[Supplied material]

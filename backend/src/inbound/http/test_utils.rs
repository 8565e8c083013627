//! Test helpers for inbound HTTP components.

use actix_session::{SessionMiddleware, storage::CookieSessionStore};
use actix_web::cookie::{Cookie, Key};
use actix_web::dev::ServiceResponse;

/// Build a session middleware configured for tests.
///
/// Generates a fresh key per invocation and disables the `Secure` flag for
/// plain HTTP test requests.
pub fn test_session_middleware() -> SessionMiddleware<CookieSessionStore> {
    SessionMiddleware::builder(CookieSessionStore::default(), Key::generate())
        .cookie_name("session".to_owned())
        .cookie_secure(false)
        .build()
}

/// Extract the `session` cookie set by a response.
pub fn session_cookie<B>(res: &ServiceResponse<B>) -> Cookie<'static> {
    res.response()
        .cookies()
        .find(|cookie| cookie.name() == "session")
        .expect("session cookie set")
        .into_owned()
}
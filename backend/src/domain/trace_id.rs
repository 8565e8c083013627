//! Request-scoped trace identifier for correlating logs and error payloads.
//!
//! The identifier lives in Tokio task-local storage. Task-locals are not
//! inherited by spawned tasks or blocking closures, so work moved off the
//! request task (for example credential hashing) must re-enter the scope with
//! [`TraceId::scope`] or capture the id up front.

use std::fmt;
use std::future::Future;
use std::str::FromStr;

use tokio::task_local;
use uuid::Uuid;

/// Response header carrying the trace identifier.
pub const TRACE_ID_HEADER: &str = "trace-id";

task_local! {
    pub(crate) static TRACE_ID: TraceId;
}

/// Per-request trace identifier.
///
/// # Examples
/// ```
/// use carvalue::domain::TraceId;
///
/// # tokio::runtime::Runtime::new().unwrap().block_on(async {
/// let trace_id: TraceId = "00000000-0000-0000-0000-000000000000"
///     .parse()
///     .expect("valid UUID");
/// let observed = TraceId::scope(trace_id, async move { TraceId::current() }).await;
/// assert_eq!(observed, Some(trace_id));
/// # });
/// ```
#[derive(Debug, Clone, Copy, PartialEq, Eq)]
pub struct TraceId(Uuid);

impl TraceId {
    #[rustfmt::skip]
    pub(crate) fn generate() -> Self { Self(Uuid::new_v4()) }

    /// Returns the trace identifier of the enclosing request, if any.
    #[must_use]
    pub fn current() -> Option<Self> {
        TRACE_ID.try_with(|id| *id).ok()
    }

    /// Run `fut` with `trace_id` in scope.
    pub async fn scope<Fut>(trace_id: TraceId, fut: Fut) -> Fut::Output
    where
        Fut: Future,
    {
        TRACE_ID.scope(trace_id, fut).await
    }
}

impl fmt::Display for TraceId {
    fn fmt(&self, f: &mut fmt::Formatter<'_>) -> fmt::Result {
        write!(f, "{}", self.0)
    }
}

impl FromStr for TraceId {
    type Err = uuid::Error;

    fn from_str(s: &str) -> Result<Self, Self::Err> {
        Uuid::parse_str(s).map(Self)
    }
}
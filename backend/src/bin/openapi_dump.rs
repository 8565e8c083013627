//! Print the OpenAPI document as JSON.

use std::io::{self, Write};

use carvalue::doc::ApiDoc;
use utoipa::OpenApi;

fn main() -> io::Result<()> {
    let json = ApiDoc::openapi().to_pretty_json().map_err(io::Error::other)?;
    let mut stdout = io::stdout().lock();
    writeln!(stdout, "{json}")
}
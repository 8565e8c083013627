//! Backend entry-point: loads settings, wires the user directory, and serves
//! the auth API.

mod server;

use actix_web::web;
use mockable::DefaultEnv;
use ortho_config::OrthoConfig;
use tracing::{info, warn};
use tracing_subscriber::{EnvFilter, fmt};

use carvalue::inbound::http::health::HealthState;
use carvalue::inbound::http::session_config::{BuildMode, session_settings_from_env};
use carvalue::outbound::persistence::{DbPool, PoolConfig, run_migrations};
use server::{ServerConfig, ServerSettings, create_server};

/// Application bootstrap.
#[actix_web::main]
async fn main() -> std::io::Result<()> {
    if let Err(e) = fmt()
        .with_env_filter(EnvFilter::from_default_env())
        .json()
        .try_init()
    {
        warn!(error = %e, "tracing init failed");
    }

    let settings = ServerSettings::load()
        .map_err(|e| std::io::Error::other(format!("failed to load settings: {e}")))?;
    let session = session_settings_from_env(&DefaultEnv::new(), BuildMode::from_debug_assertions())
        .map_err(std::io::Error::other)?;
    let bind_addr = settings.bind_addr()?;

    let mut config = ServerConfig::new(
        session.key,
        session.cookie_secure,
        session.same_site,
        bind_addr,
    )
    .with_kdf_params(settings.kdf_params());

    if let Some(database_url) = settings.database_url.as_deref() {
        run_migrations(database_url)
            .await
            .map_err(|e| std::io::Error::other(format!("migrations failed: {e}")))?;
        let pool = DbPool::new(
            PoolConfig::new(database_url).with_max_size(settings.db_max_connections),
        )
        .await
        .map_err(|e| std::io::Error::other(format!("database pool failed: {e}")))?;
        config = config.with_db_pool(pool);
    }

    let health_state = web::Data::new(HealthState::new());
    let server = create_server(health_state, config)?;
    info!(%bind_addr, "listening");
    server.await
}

[/Supplied material]
[Supplied material]

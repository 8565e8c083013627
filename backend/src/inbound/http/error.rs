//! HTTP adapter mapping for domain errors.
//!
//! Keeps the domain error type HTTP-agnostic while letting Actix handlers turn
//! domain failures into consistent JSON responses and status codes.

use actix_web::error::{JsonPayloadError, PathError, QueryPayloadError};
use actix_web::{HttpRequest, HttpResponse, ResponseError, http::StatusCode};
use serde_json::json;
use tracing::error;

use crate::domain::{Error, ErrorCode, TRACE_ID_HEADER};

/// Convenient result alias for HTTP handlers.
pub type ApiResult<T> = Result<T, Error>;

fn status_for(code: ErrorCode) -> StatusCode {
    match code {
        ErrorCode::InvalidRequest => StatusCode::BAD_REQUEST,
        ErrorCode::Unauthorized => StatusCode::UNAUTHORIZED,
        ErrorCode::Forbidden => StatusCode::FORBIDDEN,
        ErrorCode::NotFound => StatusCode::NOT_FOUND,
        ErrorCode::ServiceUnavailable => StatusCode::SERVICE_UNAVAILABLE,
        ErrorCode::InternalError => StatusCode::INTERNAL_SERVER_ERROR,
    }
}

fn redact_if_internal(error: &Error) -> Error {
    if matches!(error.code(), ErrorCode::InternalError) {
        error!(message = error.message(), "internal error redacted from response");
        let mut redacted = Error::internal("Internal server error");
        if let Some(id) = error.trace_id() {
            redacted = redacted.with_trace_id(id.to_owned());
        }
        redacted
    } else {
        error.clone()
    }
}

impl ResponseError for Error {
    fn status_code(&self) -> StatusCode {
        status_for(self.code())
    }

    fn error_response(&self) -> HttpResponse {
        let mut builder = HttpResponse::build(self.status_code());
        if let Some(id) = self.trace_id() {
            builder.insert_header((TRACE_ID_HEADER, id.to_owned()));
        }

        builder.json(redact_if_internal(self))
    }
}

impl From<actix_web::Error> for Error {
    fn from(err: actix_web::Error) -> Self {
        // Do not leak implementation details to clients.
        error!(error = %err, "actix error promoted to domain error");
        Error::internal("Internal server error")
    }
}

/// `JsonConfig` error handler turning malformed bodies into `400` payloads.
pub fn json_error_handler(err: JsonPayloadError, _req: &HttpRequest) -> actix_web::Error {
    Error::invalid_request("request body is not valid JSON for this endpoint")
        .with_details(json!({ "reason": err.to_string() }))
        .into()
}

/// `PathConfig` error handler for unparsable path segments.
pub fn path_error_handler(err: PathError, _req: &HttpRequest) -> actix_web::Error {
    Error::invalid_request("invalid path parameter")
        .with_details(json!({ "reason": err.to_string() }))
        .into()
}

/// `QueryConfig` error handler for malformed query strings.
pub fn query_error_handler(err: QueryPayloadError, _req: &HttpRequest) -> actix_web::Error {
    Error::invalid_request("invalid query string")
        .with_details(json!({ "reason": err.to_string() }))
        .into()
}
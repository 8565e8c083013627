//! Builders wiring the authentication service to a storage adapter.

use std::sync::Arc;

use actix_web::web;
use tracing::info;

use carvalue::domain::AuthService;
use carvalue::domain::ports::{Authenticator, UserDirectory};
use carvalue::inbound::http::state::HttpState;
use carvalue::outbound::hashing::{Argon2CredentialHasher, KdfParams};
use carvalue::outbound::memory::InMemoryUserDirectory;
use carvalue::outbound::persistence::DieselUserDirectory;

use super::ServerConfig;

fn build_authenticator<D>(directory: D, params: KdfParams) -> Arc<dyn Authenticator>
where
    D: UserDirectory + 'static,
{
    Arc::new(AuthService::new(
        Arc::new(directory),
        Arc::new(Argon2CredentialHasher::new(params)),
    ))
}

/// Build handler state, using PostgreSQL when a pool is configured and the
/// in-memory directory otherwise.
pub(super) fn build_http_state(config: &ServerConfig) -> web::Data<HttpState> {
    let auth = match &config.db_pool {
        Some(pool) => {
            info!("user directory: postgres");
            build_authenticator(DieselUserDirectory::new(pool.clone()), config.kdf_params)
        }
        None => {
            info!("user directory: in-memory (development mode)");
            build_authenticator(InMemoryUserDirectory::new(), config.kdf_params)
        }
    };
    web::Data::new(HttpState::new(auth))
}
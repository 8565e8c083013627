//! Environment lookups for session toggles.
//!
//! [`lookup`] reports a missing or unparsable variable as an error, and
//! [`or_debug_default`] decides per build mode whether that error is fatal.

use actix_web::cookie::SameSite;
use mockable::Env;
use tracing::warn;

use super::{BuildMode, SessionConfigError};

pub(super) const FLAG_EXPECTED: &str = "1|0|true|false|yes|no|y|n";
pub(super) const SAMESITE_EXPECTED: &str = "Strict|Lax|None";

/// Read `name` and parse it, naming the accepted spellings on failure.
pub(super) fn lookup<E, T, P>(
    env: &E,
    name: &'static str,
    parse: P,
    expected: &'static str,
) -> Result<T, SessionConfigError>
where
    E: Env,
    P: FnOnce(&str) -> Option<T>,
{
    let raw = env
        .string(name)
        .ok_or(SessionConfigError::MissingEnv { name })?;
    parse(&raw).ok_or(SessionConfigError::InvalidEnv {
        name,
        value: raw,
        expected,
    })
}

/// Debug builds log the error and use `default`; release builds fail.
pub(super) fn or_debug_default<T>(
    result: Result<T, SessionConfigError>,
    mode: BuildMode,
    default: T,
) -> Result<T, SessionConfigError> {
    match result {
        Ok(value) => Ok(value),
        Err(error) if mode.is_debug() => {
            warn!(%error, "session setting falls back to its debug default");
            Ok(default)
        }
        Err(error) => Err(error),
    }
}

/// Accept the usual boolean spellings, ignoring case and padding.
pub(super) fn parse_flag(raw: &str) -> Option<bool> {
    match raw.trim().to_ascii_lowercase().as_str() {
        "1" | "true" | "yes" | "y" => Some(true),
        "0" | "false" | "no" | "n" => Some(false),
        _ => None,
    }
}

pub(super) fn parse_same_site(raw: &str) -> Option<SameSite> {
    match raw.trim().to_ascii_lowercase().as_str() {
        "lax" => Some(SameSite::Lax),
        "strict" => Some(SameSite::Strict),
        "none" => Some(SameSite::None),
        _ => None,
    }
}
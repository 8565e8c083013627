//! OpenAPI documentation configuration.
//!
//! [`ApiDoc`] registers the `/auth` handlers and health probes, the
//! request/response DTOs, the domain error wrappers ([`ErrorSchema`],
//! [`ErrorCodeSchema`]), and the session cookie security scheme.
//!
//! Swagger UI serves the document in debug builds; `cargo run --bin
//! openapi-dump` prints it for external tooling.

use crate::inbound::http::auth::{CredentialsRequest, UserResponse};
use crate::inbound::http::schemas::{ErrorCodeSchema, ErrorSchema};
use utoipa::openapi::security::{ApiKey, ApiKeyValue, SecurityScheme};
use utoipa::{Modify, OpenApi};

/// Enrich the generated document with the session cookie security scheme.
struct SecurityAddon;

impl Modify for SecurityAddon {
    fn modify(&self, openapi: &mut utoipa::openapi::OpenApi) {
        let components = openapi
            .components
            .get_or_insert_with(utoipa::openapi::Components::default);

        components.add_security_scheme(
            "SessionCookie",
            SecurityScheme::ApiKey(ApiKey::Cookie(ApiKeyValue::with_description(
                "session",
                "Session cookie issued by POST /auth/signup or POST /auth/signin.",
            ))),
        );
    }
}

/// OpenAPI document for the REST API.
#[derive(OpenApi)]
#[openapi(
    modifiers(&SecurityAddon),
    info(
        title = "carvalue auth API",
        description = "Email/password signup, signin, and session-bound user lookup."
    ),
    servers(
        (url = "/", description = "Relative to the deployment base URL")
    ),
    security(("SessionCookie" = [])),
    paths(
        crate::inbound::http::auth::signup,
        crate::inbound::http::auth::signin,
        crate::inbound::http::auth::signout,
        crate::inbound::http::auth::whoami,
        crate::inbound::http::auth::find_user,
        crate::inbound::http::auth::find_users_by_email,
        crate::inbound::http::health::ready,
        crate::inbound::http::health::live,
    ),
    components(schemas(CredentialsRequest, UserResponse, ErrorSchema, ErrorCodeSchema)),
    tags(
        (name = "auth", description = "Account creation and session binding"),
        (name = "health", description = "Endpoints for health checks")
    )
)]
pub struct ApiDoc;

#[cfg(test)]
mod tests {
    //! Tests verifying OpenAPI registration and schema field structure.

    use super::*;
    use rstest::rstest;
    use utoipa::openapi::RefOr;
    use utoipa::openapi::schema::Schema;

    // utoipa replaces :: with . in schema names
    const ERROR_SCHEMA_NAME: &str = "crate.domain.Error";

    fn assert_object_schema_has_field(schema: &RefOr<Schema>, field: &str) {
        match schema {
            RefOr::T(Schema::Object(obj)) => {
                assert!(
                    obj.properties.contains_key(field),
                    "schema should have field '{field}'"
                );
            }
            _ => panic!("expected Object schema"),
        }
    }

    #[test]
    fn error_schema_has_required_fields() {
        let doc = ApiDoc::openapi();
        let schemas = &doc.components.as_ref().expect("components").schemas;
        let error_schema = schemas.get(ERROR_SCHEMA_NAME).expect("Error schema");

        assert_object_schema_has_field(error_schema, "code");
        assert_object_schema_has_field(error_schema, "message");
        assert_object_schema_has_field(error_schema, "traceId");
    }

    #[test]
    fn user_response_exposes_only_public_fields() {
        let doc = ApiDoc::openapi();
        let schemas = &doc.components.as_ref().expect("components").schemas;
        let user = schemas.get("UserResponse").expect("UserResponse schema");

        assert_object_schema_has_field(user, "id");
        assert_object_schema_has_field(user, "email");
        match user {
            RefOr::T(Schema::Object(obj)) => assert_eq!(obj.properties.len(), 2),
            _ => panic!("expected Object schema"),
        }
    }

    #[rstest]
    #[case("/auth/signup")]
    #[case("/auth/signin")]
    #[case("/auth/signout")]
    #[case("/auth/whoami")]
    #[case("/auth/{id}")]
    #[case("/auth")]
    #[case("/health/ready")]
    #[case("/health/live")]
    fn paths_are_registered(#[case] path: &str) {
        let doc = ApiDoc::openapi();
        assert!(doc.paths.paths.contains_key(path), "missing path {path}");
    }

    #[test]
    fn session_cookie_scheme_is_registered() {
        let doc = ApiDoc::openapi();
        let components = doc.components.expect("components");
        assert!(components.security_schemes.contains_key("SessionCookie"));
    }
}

[/Supplied material]
[Supplied material]

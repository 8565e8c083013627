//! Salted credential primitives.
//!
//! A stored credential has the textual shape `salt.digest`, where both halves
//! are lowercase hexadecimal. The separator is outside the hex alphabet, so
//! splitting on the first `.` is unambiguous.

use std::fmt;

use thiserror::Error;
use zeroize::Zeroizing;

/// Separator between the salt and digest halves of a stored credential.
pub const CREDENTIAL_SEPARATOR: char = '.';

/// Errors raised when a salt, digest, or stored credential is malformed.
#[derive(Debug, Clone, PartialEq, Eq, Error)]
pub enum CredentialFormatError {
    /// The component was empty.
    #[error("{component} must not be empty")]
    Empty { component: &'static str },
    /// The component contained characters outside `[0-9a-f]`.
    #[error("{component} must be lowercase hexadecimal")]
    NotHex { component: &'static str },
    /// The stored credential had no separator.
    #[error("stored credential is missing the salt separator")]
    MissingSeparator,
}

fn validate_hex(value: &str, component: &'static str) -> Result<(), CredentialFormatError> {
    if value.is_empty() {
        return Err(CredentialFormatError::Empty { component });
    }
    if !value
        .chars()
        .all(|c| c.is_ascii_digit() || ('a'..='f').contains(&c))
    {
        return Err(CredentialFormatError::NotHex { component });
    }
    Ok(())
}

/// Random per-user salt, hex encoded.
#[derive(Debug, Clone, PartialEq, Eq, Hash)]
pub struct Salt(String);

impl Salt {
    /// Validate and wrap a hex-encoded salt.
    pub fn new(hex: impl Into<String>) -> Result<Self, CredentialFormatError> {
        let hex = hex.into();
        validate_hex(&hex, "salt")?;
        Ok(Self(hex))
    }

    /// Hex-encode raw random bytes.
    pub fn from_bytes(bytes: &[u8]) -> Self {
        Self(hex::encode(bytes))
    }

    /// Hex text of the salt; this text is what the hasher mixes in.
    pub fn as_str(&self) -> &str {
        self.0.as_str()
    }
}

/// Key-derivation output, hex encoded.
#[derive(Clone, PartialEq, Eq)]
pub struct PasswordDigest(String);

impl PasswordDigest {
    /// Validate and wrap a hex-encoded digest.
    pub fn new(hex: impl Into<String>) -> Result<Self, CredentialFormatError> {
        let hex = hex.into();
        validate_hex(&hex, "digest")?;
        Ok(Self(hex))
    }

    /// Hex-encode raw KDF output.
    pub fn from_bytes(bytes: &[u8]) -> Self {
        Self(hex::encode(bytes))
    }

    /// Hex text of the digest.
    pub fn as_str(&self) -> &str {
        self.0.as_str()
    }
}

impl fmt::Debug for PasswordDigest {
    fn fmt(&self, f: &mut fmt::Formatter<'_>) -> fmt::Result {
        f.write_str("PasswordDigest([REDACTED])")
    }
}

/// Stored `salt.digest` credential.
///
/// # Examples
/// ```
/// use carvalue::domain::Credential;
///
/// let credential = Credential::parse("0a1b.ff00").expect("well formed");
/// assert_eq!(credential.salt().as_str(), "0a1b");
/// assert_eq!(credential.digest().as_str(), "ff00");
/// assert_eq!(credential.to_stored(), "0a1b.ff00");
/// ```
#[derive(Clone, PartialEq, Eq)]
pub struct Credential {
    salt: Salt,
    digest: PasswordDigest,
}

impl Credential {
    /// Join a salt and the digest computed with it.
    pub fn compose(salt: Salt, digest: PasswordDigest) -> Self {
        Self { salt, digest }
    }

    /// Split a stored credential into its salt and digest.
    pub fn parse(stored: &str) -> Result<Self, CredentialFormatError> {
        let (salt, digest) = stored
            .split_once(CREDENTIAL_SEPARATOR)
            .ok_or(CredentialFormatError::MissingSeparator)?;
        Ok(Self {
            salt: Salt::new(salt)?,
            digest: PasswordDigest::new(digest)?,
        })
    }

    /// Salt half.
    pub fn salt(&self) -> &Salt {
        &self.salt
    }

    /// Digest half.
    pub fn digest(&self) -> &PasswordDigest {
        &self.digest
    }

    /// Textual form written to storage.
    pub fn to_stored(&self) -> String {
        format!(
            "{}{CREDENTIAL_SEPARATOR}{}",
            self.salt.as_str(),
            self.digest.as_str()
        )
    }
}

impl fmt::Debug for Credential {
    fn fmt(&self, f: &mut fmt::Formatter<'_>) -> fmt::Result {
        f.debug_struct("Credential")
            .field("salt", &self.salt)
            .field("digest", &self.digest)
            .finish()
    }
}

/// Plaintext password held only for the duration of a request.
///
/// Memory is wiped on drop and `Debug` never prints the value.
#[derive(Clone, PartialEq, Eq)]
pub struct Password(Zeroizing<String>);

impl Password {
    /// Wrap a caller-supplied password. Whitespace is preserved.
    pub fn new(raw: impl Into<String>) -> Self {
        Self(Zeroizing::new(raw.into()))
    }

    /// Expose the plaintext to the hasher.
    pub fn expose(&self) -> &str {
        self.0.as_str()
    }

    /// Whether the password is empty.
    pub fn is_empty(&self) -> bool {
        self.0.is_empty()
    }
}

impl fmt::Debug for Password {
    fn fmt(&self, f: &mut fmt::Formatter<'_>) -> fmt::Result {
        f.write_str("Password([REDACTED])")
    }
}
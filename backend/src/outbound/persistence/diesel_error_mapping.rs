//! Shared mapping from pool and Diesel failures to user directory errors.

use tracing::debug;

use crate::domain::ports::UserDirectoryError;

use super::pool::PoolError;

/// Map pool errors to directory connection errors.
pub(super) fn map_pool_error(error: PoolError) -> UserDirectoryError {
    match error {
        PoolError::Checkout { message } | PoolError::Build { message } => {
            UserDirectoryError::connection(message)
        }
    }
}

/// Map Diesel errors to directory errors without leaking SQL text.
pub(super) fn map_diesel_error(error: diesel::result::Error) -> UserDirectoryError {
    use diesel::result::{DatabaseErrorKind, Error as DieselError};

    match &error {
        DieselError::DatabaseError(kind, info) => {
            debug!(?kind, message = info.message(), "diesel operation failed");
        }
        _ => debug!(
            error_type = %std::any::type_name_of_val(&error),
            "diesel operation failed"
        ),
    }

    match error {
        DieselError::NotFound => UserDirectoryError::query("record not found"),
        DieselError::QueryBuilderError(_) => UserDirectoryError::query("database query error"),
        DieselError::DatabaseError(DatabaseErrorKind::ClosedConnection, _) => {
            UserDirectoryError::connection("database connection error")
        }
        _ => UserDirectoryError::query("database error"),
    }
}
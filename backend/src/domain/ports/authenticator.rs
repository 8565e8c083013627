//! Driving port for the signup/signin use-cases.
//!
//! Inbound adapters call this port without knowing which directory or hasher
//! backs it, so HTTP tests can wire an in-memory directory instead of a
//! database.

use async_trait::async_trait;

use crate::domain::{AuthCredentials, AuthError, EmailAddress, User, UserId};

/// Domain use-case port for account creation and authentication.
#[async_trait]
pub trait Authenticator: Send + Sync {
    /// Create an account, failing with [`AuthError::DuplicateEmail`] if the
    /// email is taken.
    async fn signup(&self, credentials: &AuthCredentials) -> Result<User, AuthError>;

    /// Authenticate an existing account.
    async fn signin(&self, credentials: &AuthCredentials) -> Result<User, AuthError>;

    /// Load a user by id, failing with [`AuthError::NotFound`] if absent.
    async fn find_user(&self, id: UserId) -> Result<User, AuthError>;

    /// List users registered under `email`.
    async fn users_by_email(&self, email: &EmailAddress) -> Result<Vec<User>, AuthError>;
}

[/Supplied material]

Problem: Within the entries, find all lines holding "static" and copy each one.

Solution to the problem:
pub fn session_cookie<B>(res: &ServiceResponse<B>) -> Cookie<'static> {
    pub(crate) static TRACE_ID: TraceId;
    D: UserDirectory + 'static,
    name: &'static str,
    expected: &'static str,
    Empty { component: &'static str },
    NotHex { component: &'static str },
fn validate_hex(value: &str, component: &'static str) -> Result<(), CredentialFormatError> {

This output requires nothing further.